Dataset.
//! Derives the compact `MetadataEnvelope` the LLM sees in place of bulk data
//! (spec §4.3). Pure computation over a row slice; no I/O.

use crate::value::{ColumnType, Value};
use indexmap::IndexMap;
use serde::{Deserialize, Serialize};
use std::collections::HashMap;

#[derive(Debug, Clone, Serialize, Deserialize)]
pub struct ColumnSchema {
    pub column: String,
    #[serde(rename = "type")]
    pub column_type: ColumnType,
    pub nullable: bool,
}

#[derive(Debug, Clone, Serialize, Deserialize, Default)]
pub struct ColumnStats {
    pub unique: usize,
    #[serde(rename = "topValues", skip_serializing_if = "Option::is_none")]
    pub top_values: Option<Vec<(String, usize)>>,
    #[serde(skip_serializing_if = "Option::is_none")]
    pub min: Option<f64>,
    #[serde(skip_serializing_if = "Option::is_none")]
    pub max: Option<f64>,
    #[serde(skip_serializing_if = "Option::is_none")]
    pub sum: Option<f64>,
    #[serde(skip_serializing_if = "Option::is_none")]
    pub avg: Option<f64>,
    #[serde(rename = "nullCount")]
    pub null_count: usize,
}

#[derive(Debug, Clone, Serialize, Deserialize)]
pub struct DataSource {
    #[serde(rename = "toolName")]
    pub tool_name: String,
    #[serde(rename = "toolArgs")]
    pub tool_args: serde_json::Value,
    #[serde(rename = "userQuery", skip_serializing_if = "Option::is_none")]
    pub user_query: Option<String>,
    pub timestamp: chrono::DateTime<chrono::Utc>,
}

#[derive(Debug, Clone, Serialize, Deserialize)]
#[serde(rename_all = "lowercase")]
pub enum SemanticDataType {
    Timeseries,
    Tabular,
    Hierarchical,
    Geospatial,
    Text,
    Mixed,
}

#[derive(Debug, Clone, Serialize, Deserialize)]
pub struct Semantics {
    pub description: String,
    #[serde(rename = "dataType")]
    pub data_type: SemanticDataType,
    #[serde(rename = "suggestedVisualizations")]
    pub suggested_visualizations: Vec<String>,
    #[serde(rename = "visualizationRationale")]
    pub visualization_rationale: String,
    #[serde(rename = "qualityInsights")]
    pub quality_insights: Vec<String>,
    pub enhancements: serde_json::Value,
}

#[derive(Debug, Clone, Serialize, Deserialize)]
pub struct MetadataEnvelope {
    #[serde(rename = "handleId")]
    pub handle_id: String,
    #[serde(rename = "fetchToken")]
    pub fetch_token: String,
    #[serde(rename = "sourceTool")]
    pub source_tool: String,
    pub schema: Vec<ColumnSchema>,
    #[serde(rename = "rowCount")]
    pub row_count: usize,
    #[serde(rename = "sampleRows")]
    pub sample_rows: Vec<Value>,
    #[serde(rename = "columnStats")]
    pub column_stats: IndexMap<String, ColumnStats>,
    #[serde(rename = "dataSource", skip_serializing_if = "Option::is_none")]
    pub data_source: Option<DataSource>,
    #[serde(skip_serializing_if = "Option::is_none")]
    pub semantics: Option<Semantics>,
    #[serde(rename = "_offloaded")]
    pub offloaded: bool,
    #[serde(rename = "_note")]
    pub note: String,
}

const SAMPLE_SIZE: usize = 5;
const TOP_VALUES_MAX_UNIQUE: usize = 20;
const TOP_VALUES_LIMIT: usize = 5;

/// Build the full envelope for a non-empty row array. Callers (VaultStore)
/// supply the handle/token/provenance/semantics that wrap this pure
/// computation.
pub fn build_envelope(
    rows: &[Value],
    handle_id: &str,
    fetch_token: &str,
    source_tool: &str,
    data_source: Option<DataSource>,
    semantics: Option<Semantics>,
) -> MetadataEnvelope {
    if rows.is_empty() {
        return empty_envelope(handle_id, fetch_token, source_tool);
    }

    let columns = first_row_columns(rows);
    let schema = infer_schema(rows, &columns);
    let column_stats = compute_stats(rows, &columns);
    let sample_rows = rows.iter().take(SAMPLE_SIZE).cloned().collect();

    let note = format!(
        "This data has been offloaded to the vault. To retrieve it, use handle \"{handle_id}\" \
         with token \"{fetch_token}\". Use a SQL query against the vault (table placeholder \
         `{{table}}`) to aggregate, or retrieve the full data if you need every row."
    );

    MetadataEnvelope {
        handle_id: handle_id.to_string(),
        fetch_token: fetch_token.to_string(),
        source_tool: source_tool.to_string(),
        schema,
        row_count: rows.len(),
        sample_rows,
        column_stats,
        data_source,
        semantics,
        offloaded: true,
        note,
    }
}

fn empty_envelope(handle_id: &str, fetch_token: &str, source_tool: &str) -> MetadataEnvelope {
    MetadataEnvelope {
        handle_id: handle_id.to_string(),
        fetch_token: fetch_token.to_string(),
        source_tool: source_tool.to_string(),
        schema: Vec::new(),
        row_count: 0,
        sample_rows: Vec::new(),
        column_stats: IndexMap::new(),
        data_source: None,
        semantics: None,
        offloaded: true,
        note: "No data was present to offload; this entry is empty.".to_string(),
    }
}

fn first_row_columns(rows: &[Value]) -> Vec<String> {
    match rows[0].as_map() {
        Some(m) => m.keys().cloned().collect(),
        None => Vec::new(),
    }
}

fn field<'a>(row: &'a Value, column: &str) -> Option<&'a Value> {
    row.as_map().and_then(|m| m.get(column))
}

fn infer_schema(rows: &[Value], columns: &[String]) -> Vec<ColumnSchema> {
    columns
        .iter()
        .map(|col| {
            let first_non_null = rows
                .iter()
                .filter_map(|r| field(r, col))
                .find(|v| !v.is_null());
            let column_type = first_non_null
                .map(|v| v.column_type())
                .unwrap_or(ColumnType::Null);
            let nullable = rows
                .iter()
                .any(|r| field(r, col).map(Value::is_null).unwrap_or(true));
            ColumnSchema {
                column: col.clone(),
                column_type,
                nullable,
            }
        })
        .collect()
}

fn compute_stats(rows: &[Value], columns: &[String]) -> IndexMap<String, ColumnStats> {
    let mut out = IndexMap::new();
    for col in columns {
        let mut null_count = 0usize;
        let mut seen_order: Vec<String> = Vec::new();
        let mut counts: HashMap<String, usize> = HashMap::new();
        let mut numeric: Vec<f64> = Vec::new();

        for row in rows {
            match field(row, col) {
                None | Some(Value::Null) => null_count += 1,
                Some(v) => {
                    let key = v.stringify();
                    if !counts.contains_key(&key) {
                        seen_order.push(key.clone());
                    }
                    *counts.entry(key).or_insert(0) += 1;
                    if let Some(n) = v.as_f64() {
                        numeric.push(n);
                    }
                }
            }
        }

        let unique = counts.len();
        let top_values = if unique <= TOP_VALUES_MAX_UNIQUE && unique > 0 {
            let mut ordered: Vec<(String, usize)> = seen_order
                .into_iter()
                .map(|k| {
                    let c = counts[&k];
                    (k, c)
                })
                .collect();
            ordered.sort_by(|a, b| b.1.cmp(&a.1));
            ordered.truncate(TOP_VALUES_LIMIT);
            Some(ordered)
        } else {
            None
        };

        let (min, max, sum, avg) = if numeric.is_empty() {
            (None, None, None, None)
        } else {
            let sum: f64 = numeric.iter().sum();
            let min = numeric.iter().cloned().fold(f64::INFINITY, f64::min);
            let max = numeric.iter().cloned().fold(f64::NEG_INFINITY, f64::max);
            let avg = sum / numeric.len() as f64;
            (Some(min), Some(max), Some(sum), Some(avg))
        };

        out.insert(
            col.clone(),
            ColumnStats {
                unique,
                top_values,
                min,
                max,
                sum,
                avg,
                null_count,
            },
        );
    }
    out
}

To do. Give back, word for word, only the lines above from the line holding "wrap this pure" to the line holding "let column_stats = compute_stats(rows, &columns);", both included.

Output for this task.
/// supply the handle/token/provenance/semantics that wrap this pure
/// computation.
pub fn build_envelope(
    rows: &[Value],
    handle_id: &str,
    fetch_token: &str,
    source_tool: &str,
    data_source: Option<DataSource>,
    semantics: Option<Semantics>,
) -> MetadataEnvelope {
    if rows.is_empty() {
        return empty_envelope(handle_id, fetch_token, source_tool);
    }

    let columns = first_row_columns(rows);
    let schema = infer_schema(rows, &columns);
    let column_stats = compute_stats(rows, &columns);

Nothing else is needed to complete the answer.